# saugeye fishing question



## jstuder85 (Mar 14, 2013)

I'm live in N.E. Arkansas and want to ask some saugeye fishing questions to fisherman that know about this fish. The lake I fish at is shallow and muddy most of the time and I am fishing from shore. It is only 335 acres. The lake has been stocked with saugeye since 2003. A guy caught the state record last January last Jan. at 9lbs. The south end is the dam end and is layered with big rocks the deepest part of the lake at 15' deep. The rest of the lake averages 6' - 8' deep. The north end has a inlet where most on the water comes from. It's about 20 feet wide and 4' -5' deep. 

The water temp in is in the mid to upper 40's.

Mid March. Where would the best place to fish be? What should I use? Will the spawning ritual make them run up the feeder stream or would they be done trying to spawn? Will they spawn in the rocks on the dam? 

I moved here from western NY so this dirty water is hard for me to figure out how to fish it. This fish is fairly new to this area so I can not find any people that know much about the saugeye

*Any advice would be greatly appreciated. Thanks*


----------



## ducky152000 (Jul 20, 2005)

Spawning occurs when water temps hit 55 degrees. I would try fishing the dam area and the creek that dumps in. Some saugeye will travel to the dam to spawn and some will travel to the creek. Try using blade baits, Hopkins spoons and jig twister right now. When water temps hit 50 to 55 degrees go out at nite and use jerk baits along the dam, the eyes will be very shallow along the rocks spawning, although 99% of saugeye can not spawn they still try.


----------



## catchin_eyes (Mar 20, 2010)

If the water stays muddy, I would say to try very shallow water after the spawn. Water barely deep enough to cover their backs, to 8ft of water. They might even bite in shallow water in the day. Try that creek inlet during high water.

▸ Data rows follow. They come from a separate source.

mod common;

use rust_decimal::dec;

use sellbetter_api::{
    domain::catalog::{CatalogParams, CatalogQuery},
    services::{catalog_service, product_service},
};

use common::{create_product, create_user, database_url, setup_state};

fn params(limit: &str, page: &str, search: Option<&str>, categories: Option<&str>, sort: Option<&str>) -> CatalogParams {
    CatalogParams {
        limit: Some(limit.into()),
        page: Some(page.into()),
        search: search.map(str::to_string),
        categories: categories.map(str::to_string),
        sort: sort.map(str::to_string),
    }
}

#[tokio::test]
async fn catalog_paging_filters_and_search() -> anyhow::Result<()> {
    let Some(url) = database_url() else {
        return Ok(());
    };
    let state = setup_state(&url).await?;
    let seller = create_user(&state, "seller_1", "seller@example.com").await?;

    create_product(&state, &seller, "Budget Sheet", "Templates", dec!(8.00), dec!(8.00)).await?;
    create_product(&state, &seller, "Icon Pack", "Design", dec!(25.00), dec!(30.00)).await?;
    create_product(&state, &seller, "Rust Book", "E-books", dec!(49.00), dec!(49.00)).await?;
    create_product(&state, &seller, "Font Bundle", "Design", dec!(120.00), dec!(150.00)).await?;
    let hidden = create_product(&state, &seller, "100% Retro Icons", "Design", dec!(12.00), dec!(12.00)).await?;
    product_service::delete_product(&state, &seller, hidden).await?;

    // Deleted products never show up.
    let query = CatalogQuery::from_params(&params("2", "1", None, None, None));
    let page = catalog_service::list_catalog(&state, &query).await?.data.unwrap();
    assert_eq!(page.pagination.total, 4);
    assert_eq!(page.products.len(), 2);
    assert!(page.pagination.has_more);
    assert_eq!(page.products[0].title, "Font Bundle");
    assert!(page.products[0].seller.is_some());

    let query = CatalogQuery::from_params(&params("2", "2", None, None, None));
    let last = catalog_service::list_catalog(&state, &query).await?.data.unwrap();
    assert_eq!(last.products.len(), 2);
    assert!(!last.pagination.has_more);

    // Pages far past the end are empty, not an error.
    let query = CatalogQuery::from_params(&params("10", "9223372036854775807", None, None, None));
    let beyond = catalog_service::list_catalog(&state, &query).await?.data.unwrap();
    assert!(beyond.products.is_empty());
    assert_eq!(beyond.pagination.total, 4);
    assert!(!beyond.pagination.has_more);

    // Filters are OR-ed: any Design product or anything under $10.
    let query = CatalogQuery::from_params(&params("10", "1", None, Some("Design,Under $10"), Some("price_low_high")));
    let filtered = catalog_service::list_catalog(&state, &query).await?.data.unwrap();
    let titles: Vec<_> = filtered.products.iter().map(|p| p.title.as_str()).collect();
    assert_eq!(titles, vec!["Budget Sheet", "Icon Pack", "Font Bundle"]);

    // Search is case-insensitive across title, description and category.
    let query = CatalogQuery::from_params(&params("10", "1", Some("rust"), None, None));
    let found = catalog_service::list_catalog(&state, &query).await?.data.unwrap();
    assert_eq!(found.products.len(), 1);
    assert_eq!(found.products[0].title, "Rust Book");

    // Search AND filters.
    let query = CatalogQuery::from_params(&params("10", "1", Some("pack"), Some("E-books"), None));
    let none = catalog_service::list_catalog(&state, &query).await?.data.unwrap();
    assert!(none.products.is_empty());
    assert_eq!(none.pagination.total, 0);

    // A percent sign is matched literally, only the deleted product has one.
    let query = CatalogQuery::from_params(&params("10", "1", Some("%"), None, None));
    let literal = catalog_service::list_catalog(&state, &query).await?.data.unwrap();
    assert!(literal.products.is_empty());

    Ok(())
}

posted using Outdoor Hub Campfire


----------



## jstuder85 (Mar 14, 2013)

Thanks guys for the info. I will try your suggestions.


----------



## saugmon (Jun 14, 2006)

They'll be on the bottom. They thrive in shallow muddy lakes like my area here in central-northwest ohio. Jigs n twisters,rogues,and vibees will do the trick early season. Tightlining minnows will produce. When the water temp gets over 50 or so,throwing out 1 rig with 2 jigs n twisters with 1 rod and tightline a minnow on the bottom with the other pole. Don't let your guard off when reeling in your baits.Those saugeye will follow them and grab onto just before you pull it out of the water.

Spillway would be a good spot early in the season.They are drawn to go over the spillway over years.They go up that river this time of year attempting to spawn.In a month or so,try fishing rock banks an hour or so before darkess.

When that water temp gets over 60,then it's trolling time but i'm not sure what restriction you have on that lake when it pertains to boats. Drag plastic near the bottom and you'll get them.You wanna match those cranks to the depths you're fishing and occasionally bump that bottom. That 6'-8' depth would be perfect for my setup using bomber B02,B04,and Bandit 100 series.They like a faster troll around 3mph if you're allowed to have motors on that lake.

When the water temp gets too hot,they'll hide.


----------